• AIM OF THE EXERCISE:
Please reproduce the data in full, exactly as it stands.

• INPUT DATA:
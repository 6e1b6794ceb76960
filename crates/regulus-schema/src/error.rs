// Regulus Report - Benchmark log reporting pipeline
//
// Copyright (c) 2025 Regulus contributors.
//
// SPDX-License-Identifier: Apache-2.0
//
// Licensed under the Apache License, Version 2.0 (the "License");
// you may not use this file except in compliance with the License.
// You may obtain a copy of the License in the LICENSE file at the
// root of this repository or at: http://www.apache.org/licenses/LICENSE-2.0
//
// Unless required by applicable law or agreed to in writing, software
// distributed under the License is distributed on an "AS IS" BASIS,
// WITHOUT WARRANTIES OR CONDITIONS OF ANY KIND, either express or implied.
// See the License for the specific language governing permissions and
// limitations under the License.

//! Error types for schema operations.

use std::path::PathBuf;
use thiserror::Error;

/// Errors raised by schema lookup, validation, export and migration.
///
/// # Examples
///
/// ```rust
/// use regulus_schema::SchemaError;
///
/// let err = SchemaError::UnknownVersion("3.0".to_string());
/// assert_eq!(err.to_string(), "Unknown schema version: 3.0");
/// ```
#[derive(Error, Debug, Clone, PartialEq)]
pub enum SchemaError {
    /// No schema is registered under this version.
    #[error("Unknown schema version: {0}")]
    UnknownVersion(String),

    /// No chain of migrations leads from one version to the other.
    #[error("No upgrade path from schema {from} to {to}")]
    NoUpgradePath {
        /// Source version
        from: String,
        /// Target version
        to: String,
    },

    /// The document does not conform to the schema.
    #[error("Schema validation failed: {}", .errors.join("; "))]
    ValidationFailed {
        /// One message per violation, prefixed with its location
        errors: Vec<String>,
    },

    /// A schema or extension has the wrong shape.
    #[error("Invalid schema definition: {0}")]
    InvalidDefinition(String),

    /// Writing a schema file failed.
    #[error("I/O error for '{path}': {message}")]
    Io {
        /// Target path
        path: PathBuf,
        /// Underlying error message
        message: String,
    },

    /// JSON encoding failed.
    #[error("JSON error: {0}")]
    Json(String),
}

impl SchemaError {
    pub fn io_error(path: impl Into<PathBuf>, source: std::io::Error) -> Self {
        Self::Io {
            path: path.into(),
            message: source.to_string(),
        }
    }

    /// Violations carried by a validation failure, empty for other errors.
    pub fn validation_errors(&self) -> &[String] {
        match self {
            Self::ValidationFailed { errors } => errors,
            _ => &[],
        }
    }
}

impl From<serde_json::Error> for SchemaError {
    fn from(source: serde_json::Error) -> Self {
        Self::Json(source.to_string())
    }
}

/// Result alias for schema operations.
pub type Result<T> = std::result::Result<T, SchemaError>;

#[cfg(test)]
mod tests {
    use super::*;

    #[test]
    fn test_validation_failed_display_joins_errors() {
        let err = SchemaError::ValidationFailed {
            errors: vec!["$.a: missing".to_string(), "$.b: wrong type".to_string()],
        };
        assert_eq!(
            err.to_string(),
            "Schema validation failed: $.a: missing; $.b: wrong type"
        );
        assert_eq!(err.validation_errors().len(), 2);
    }

    #[test]
    fn test_no_upgrade_path_display() {
        let err = SchemaError::NoUpgradePath {
            from: "2.0".to_string(),
            to: "1.0".to_string(),
        };
        assert_eq!(err.to_string(), "No upgrade path from schema 2.0 to 1.0");
        assert!(err.validation_errors().is_empty());
    }
}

• TASK RESPONSE:
repository 6e1b6794ceb76960
filename crates/regulus-schema/src/error.rs
// Regulus Report - Benchmark log reporting pipeline
//
// Copyright (c) 2025 Regulus contributors.
//
// SPDX-License-Identifier: Apache-2.0
//
// Licensed under the Apache License, Version 2.0 (the "License");
// you may not use this file except in compliance with the License.
// You may obtain a copy of the License in the LICENSE file at the
// root of this repository or at: http://www.apache.org/licenses/LICENSE-2.0
//
// Unless required by applicable law or agreed to in writing, software
// distributed under the License is distributed on an "AS IS" BASIS,
// WITHOUT WARRANTIES OR CONDITIONS OF ANY KIND, either express or implied.
// See the License for the specific language governing permissions and
// limitations under the License.

//! Error types for schema operations.

use std::path::PathBuf;
use thiserror::Error;

/// Errors raised by schema lookup, validation, export and migration.
///
/// # Examples
///
/// ```rust
/// use regulus_schema::SchemaError;
///
/// let err = SchemaError::UnknownVersion("3.0".to_string());
/// assert_eq!(err.to_string(), "Unknown schema version: 3.0");
/// ```
#[derive(Error, Debug, Clone, PartialEq)]
pub enum SchemaError {
    /// No schema is registered under this version.
    #[error("Unknown schema version: {0}")]
    UnknownVersion(String),

    /// No chain of migrations leads from one version to the other.
    #[error("No upgrade path from schema {from} to {to}")]
    NoUpgradePath {
        /// Source version
        from: String,
        /// Target version
        to: String,
    },

    /// The document does not conform to the schema.
    #[error("Schema validation failed: {}", .errors.join("; "))]
    ValidationFailed {
        /// One message per violation, prefixed with its location
        errors: Vec<String>,
    },

    /// A schema or extension has the wrong shape.
    #[error("Invalid schema definition: {0}")]
    InvalidDefinition(String),

    /// Writing a schema file failed.
    #[error("I/O error for '{path}': {message}")]
    Io {
        /// Target path
        path: PathBuf,
        /// Underlying error message
        message: String,
    },

    /// JSON encoding failed.
    #[error("JSON error: {0}")]
    Json(String),
}

impl SchemaError {
    pub fn io_error(path: impl Into<PathBuf>, source: std::io::Error) -> Self {
        Self::Io {
            path: path.into(),
            message: source.to_string(),
        }
    }

    /// Violations carried by a validation failure, empty for other errors.
    pub fn validation_errors(&self) -> &[String] {
        match self {
            Self::ValidationFailed { errors } => errors,
            _ => &[],
        }
    }
}

impl From<serde_json::Error> for SchemaError {
    fn from(source: serde_json::Error) -> Self {
        Self::Json(source.to_string())
    }
}

/// Result alias for schema operations.
pub type Result<T> = std::result::Result<T, SchemaError>;

#[cfg(test)]
mod tests {
    use super::*;

    #[test]
    fn test_validation_failed_display_joins_errors() {
        let err = SchemaError::ValidationFailed {
            errors: vec!["$.a: missing".to_string(), "$.b: wrong type".to_string()],
        };
        assert_eq!(
            err.to_string(),
            "Schema validation failed: $.a: missing; $.b: wrong type"
        );
        assert_eq!(err.validation_errors().len(), 2);
    }

    #[test]
    fn test_no_upgrade_path_display() {
        let err = SchemaError::NoUpgradePath {
            from: "2.0".to_string(),
            to: "1.0".to_string(),
        };
        assert_eq!(err.to_string(), "No upgrade path from schema 2.0 to 1.0");
        assert!(err.validation_errors().is_empty());
    }
}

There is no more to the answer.